STAT3 expression is elevated in the synovial tissue of patients with rheumatoid arthritis (RA). MiR-20a plays a role in mediating synovial inflammation in RA. Bioinformatics analysis has identified a binding site between miR-20 and the 3'-UTR of STAT3 mRNA. This study aimed to investigate the role of miR-20a in the regulation of STAT3 expression and synovial cell proliferation as well as apoptosis.

PATIENTS AND METHODS

Synovial tissues were collected from RA patients and osteoarthritis (OA) patients to measure miR-20a, STAT3, p-STAT3, and Ki-67 expressions. Fibroblast-like synoviocytes (FLS) were treated with IL-17 (10 ng/ml) and then Ki-67 expression and cell cycle were evaluated by flow cytometry. The targeting relationship between miR-20a and STAT3 was assessed by dual luciferase reporter gene assay.
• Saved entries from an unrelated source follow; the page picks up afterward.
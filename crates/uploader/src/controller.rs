//! Upload task controller.
//!
//! One [`UploadController`] drives one file through
//! `Fingerprinting → CheckingExistence → Initializing → Uploading →
//! Completing → Done`, short-circuiting when the store already has the
//! content. Chunks go out in sequential batches; every request of a batch
//! settles before the next batch starts, and pause or cancel requests raised
//! through an [`UploadHandle`] are observed between batches.

use std::sync::Arc;
use std::sync::atomic::{AtomicBool, Ordering};

use futures_util::future::join_all;
use searchhub_transfer::{
    AcknowledgedSet, ChunkPlan, Fingerprint, ProgressCallback, ProgressReporter, UploadSubject,
    derive_fingerprint, validate_folder_name,
};
use tokio::sync::watch;
use tokio_util::sync::CancellationToken;
use tracing::{debug, error, info, warn};

use crate::error::UploadError;
use crate::finalizer::CompletionFinalizer;
use crate::negotiator::{SessionHandle, SessionNegotiator};
use crate::store::RemoteStore;
use crate::transmitter::ChunkTransmitter;
use crate::types::{ResumeMode, UploadOptions, UploadOutcome, UploadState};

/// Phase label passed to the progress callback for instant uploads.
pub const PHASE_INSTANT: &str = "instant upload";

/// Phase label passed to the progress callback while chunks are sent.
pub const PHASE_UPLOADING: &str = "uploading";

/// Flags shared between a controller and its handles.
#[derive(Debug, Default)]
struct Control {
    paused: AtomicBool,
    cancel: CancellationToken,
}

/// Cloneable remote control for a running upload.
///
/// Handles only raise flags; the controller acts on them at the next batch
/// boundary.
#[derive(Debug, Clone)]
pub struct UploadHandle {
    control: Arc<Control>,
    state: watch::Receiver<UploadState>,
}

impl UploadHandle {
    /// Requests a pause. The batch in flight still settles.
    pub fn pause(&self) {
        debug!("pause requested");
        self.control.paused.store(true, Ordering::SeqCst);
    }

    /// Cancels the upload for good. Results of the batch in flight are
    /// discarded and no further progress is reported.
    pub fn cancel(&self) {
        debug!("cancel requested");
        self.control.cancel.cancel();
    }

    pub fn is_paused(&self) -> bool {
        self.control.paused.load(Ordering::SeqCst)
    }

    pub fn is_cancelled(&self) -> bool {
        self.control.cancel.is_cancelled()
    }

    /// Completes once [`cancel`](Self::cancel) has been called.
    pub async fn cancelled(&self) {
        self.control.cancel.cancelled().await
    }

    pub fn state(&self) -> UploadState {
        *self.state.borrow()
    }

    /// Returns a receiver that observes every state change.
    pub fn subscribe(&self) -> watch::Receiver<UploadState> {
        self.state.clone()
    }
}

/// Drives a single file upload.
pub struct UploadController {
    store: Arc<dyn RemoteStore>,
    subject: Box<dyn UploadSubject>,
    options: UploadOptions,
    plan: ChunkPlan,
    /// Every index acknowledged since construction; drives progress.
    acked: AcknowledgedSet,
    /// Indices acknowledged under the current session.
    session_acked: AcknowledgedSet,
    fingerprint: Option<Fingerprint>,
    session: Option<SessionHandle>,
    reporter: ProgressReporter,
    control: Arc<Control>,
    state_tx: watch::Sender<UploadState>,
}

impl UploadController {
    /// Creates a controller in `Idle`.
    ///
    /// The destination folder is validated here, before any request. An
    /// empty folder means the store root.
    pub fn new(
        store: Arc<dyn RemoteStore>,
        subject: Box<dyn UploadSubject>,
        mut options: UploadOptions,
    ) -> Result<Self, UploadError> {
        options.folder = options.folder.filter(|f| !f.is_empty());
        if let Some(folder) = options.folder.as_deref() {
            validate_folder_name(folder)?;
        }
        options.concurrency = options.concurrency.max(1);

        let plan = ChunkPlan::new(subject.size(), options.chunk_size);
        let acked = AcknowledgedSet::new(plan.len());
        let session_acked = AcknowledgedSet::new(plan.len());
        let (state_tx, _) = watch::channel(UploadState::Idle);

        Ok(Self {
            store,
            subject,
            options,
            plan,
            acked,
            session_acked,
            fingerprint: None,
            session: None,
            reporter: ProgressReporter::new(None),
            control: Arc::new(Control::default()),
            state_tx,
        })
    }

    /// Returns a handle for pausing, cancelling and observing this upload.
    pub fn handle(&self) -> UploadHandle {
        UploadHandle {
            control: Arc::clone(&self.control),
            state: self.state_tx.subscribe(),
        }
    }

    pub fn state(&self) -> UploadState {
        *self.state_tx.borrow()
    }

    pub fn plan(&self) -> &ChunkPlan {
        &self.plan
    }

    /// Chunks acknowledged since this controller was created.
    ///
    /// Restarting under a new session does not shrink this set.
    pub fn acknowledged(&self) -> &AcknowledgedSet {
        &self.acked
    }

    /// Session of the current or most recent run.
    pub fn session(&self) -> Option<&SessionHandle> {
        self.session.as_ref()
    }

    /// Runs the whole pipeline from the start.
    ///
    /// Returns [`UploadError::Paused`] when a pause was observed; call
    /// [`resume`](Self::resume) to continue. Any other error leaves the
    /// controller in `Failed` (or `Cancelled`), and calling `upload` again
    /// retries from the top. Reported progress never drops below what an
    /// earlier run of this controller already reported.
    pub async fn upload(
        &mut self,
        on_progress: Option<ProgressCallback>,
    ) -> Result<UploadOutcome, UploadError> {
        self.control.paused.store(false, Ordering::SeqCst);
        self.reporter.set_callback(on_progress);
        self.run().await
    }

    /// Continues after a pause.
    ///
    /// With [`ResumeMode::Restart`] this is the same as [`upload`](Self::upload).
    /// With [`ResumeMode::ContinueSession`] and a session still held from the
    /// paused run, the store is asked for the session's progress first. If it
    /// still knows the session and holds every chunk acknowledged under it,
    /// only the missing chunks are sent; otherwise the upload restarts.
    pub async fn resume(
        &mut self,
        on_progress: Option<ProgressCallback>,
    ) -> Result<UploadOutcome, UploadError> {
        self.control.paused.store(false, Ordering::SeqCst);
        self.reporter.set_callback(on_progress);

        if self.options.resume_mode == ResumeMode::ContinueSession
            && self.state() == UploadState::Paused
            && let (Some(fingerprint), Some(session)) =
                (self.fingerprint.clone(), self.session.clone())
        {
            self.checkpoint()?;
            if self.session_intact(&session).await {
                return self.transmit_and_finalize(fingerprint, session).await;
            }
        }

        self.run().await
    }

    /// `true` if the store still holds every chunk acknowledged under
    /// `session` for a plan of the same length.
    async fn session_intact(&self, session: &SessionHandle) -> bool {
        let upload_id = session.upload_id.as_str();
        match SessionNegotiator::new(self.store.as_ref())
            .query_progress(upload_id)
            .await
        {
            Ok(remote)
                if remote.total_chunks as usize == self.plan.len()
                    && remote.uploaded_chunks as usize >= self.session_acked.len() =>
            {
                debug!(
                    %upload_id,
                    remote_chunks = remote.uploaded_chunks,
                    local_chunks = self.session_acked.len(),
                    "continuing session"
                );
                true
            }
            Ok(remote) => {
                warn!(
                    %upload_id,
                    remote_chunks = remote.uploaded_chunks,
                    remote_total = remote.total_chunks,
                    local_chunks = self.session_acked.len(),
                    planned = self.plan.len(),
                    "store disagrees with the paused session, restarting"
                );
                false
            }
            Err(e) => {
                warn!(%upload_id, error = %e, "paused session is gone, restarting");
                false
            }
        }
    }

    async fn run(&mut self) -> Result<UploadOutcome, UploadError> {
        self.checkpoint()?;
        self.session = None;
        self.session_acked = AcknowledgedSet::new(self.plan.len());
        let store = Arc::clone(&self.store);
        let negotiator = SessionNegotiator::new(store.as_ref());

        self.set_state(UploadState::Fingerprinting);
        let fingerprint = derive_fingerprint(self.subject.as_ref()).await;
        self.fingerprint = Some(fingerprint.clone());
        self.checkpoint()?;

        self.set_state(UploadState::CheckingExistence);
        let exists = match negotiator.check_exists(&fingerprint).await {
            Ok(exists) => exists,
            Err(e) => return self.fail(e),
        };
        self.checkpoint()?;

        if exists {
            self.set_state(UploadState::ShortCircuited);
            info!(file = self.subject.name(), %fingerprint, "content already stored, instant upload");
            self.reporter.report(100.0, PHASE_INSTANT);
            self.set_state(UploadState::Done);
            return Ok(UploadOutcome::instant(fingerprint));
        }

        self.set_state(UploadState::Initializing);
        let folder = self.options.folder.clone();
        let session = match negotiator
            .open(self.subject.as_ref(), &fingerprint, &self.plan, folder.as_deref())
            .await
        {
            Ok(session) => session,
            Err(e) => return self.fail(e),
        };
        self.session = Some(session.clone());
        self.checkpoint()?;

        self.transmit_and_finalize(fingerprint, session).await
    }

    async fn transmit_and_finalize(
        &mut self,
        fingerprint: Fingerprint,
        session: SessionHandle,
    ) -> Result<UploadOutcome, UploadError> {
        self.set_state(UploadState::Uploading);
        let store = Arc::clone(&self.store);
        let pending = self.plan.pending(&self.session_acked);

        for (batch_no, batch) in pending.chunks(self.options.concurrency).enumerate() {
            self.checkpoint()?;
            if self.control.paused.load(Ordering::SeqCst) {
                return self.pause_here();
            }

            let results = {
                let transmitter = ChunkTransmitter::new(store.as_ref(), self.subject.as_ref());
                join_all(batch.iter().map(|chunk| transmitter.send(&session, *chunk))).await
            };
            self.checkpoint()?;

            let mut first_error = None;
            for result in results {
                match result {
                    Ok(index) => {
                        self.session_acked.insert(index)?;
                        self.acked.insert(index)?;
                    }
                    Err(e) => {
                        if first_error.is_none() {
                            first_error = Some(e);
                        }
                    }
                }
            }
            self.reporter.report_acknowledged(&self.acked, PHASE_UPLOADING);
            debug!(
                upload_id = %session.upload_id,
                batch = batch_no,
                acked = self.session_acked.len(),
                planned = self.plan.len(),
                "batch settled"
            );

            if let Some(e) = first_error {
                return self.fail(e);
            }
        }

        self.checkpoint()?;
        if self.control.paused.load(Ordering::SeqCst) {
            return self.pause_here();
        }

        self.set_state(UploadState::Completing);
        let finalized = match CompletionFinalizer::new(store.as_ref())
            .finalize(&session, self.options.add_to_index)
            .await
        {
            Ok(outcome) => outcome,
            Err(e) => return self.fail(e),
        };

        self.set_state(UploadState::Done);
        info!(
            file = self.subject.name(),
            upload_id = %session.upload_id,
            file_path = finalized.file_path.as_deref().unwrap_or(""),
            indexed = ?finalized.indexed,
            "upload complete"
        );

        Ok(UploadOutcome {
            fingerprint,
            instant: false,
            upload_id: Some(session.upload_id),
            message: finalized.message,
            file_path: finalized.file_path,
            indexed: finalized.indexed,
            parse_output: finalized.parse_output,
            multimodal_indexed: finalized.multimodal_indexed,
        })
    }

    /// Ends the run as `Cancelled` if a cancel was requested.
    fn checkpoint(&mut self) -> Result<(), UploadError> {
        if !self.control.cancel.is_cancelled() {
            return Ok(());
        }
        self.reporter.silence();
        if self.state() != UploadState::Cancelled {
            info!(file = self.subject.name(), "upload cancelled");
            self.set_state(UploadState::Cancelled);
        }
        Err(UploadError::Cancelled)
    }

    fn pause_here<T>(&self) -> Result<T, UploadError> {
        info!(
            file = self.subject.name(),
            acked = self.session_acked.len(),
            planned = self.plan.len(),
            "upload paused"
        );
        self.set_state(UploadState::Paused);
        Err(UploadError::Paused)
    }

    fn fail<T>(&self, e: UploadError) -> Result<T, UploadError> {
        error!(file = self.subject.name(), error = %e, "upload failed");
        self.set_state(UploadState::Failed);
        Err(e)
    }

    fn set_state(&self, next: UploadState) {
        let prev = self.state_tx.send_replace(next);
        debug!(file = self.subject.name(), from = ?prev, to = ?next, "state transition");
    }
}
FLS cells were divided into five groups: miR-NC, miR-20a mimic, si-NC, si-STAT3, and miR-20a mimic + si-STAT3 groups.

RESULTS

In RA patients, significantly lower MiR-20a expression, and substantially higher STAT3, p-STAT3, and Ki-67 expression were found in the synovial tissues compared with those in OA patients. IL-17A treatment markedly promoted FLS cell proliferation, inhibited cell apoptosis, reduced miR-20a expression, as well as upregulated levels of STAT3, p-STAT3, and Bcl-2. MiR-20a played a regulatory function on the expression of STAT3. MiR-20a mimic and/or si-STAT3 transfection apparently downregulated STAT3, p-STAT3, and Bcl-2 expression, attenuated IL-17A-induced cell proliferation promotive and enhanced cell apoptosis in FLS cells.

CONCLUSIONS

The expression of miR-20a was reduced in synovial tissue of RA patients with the increased level of STAT3. Downregulation of miR-20a promoted the expression of STAT3, p-STAT3, and Bcl-2, facilitated FLS cell proliferation, reduced apoptosis and, thereby, played a critical role in RA.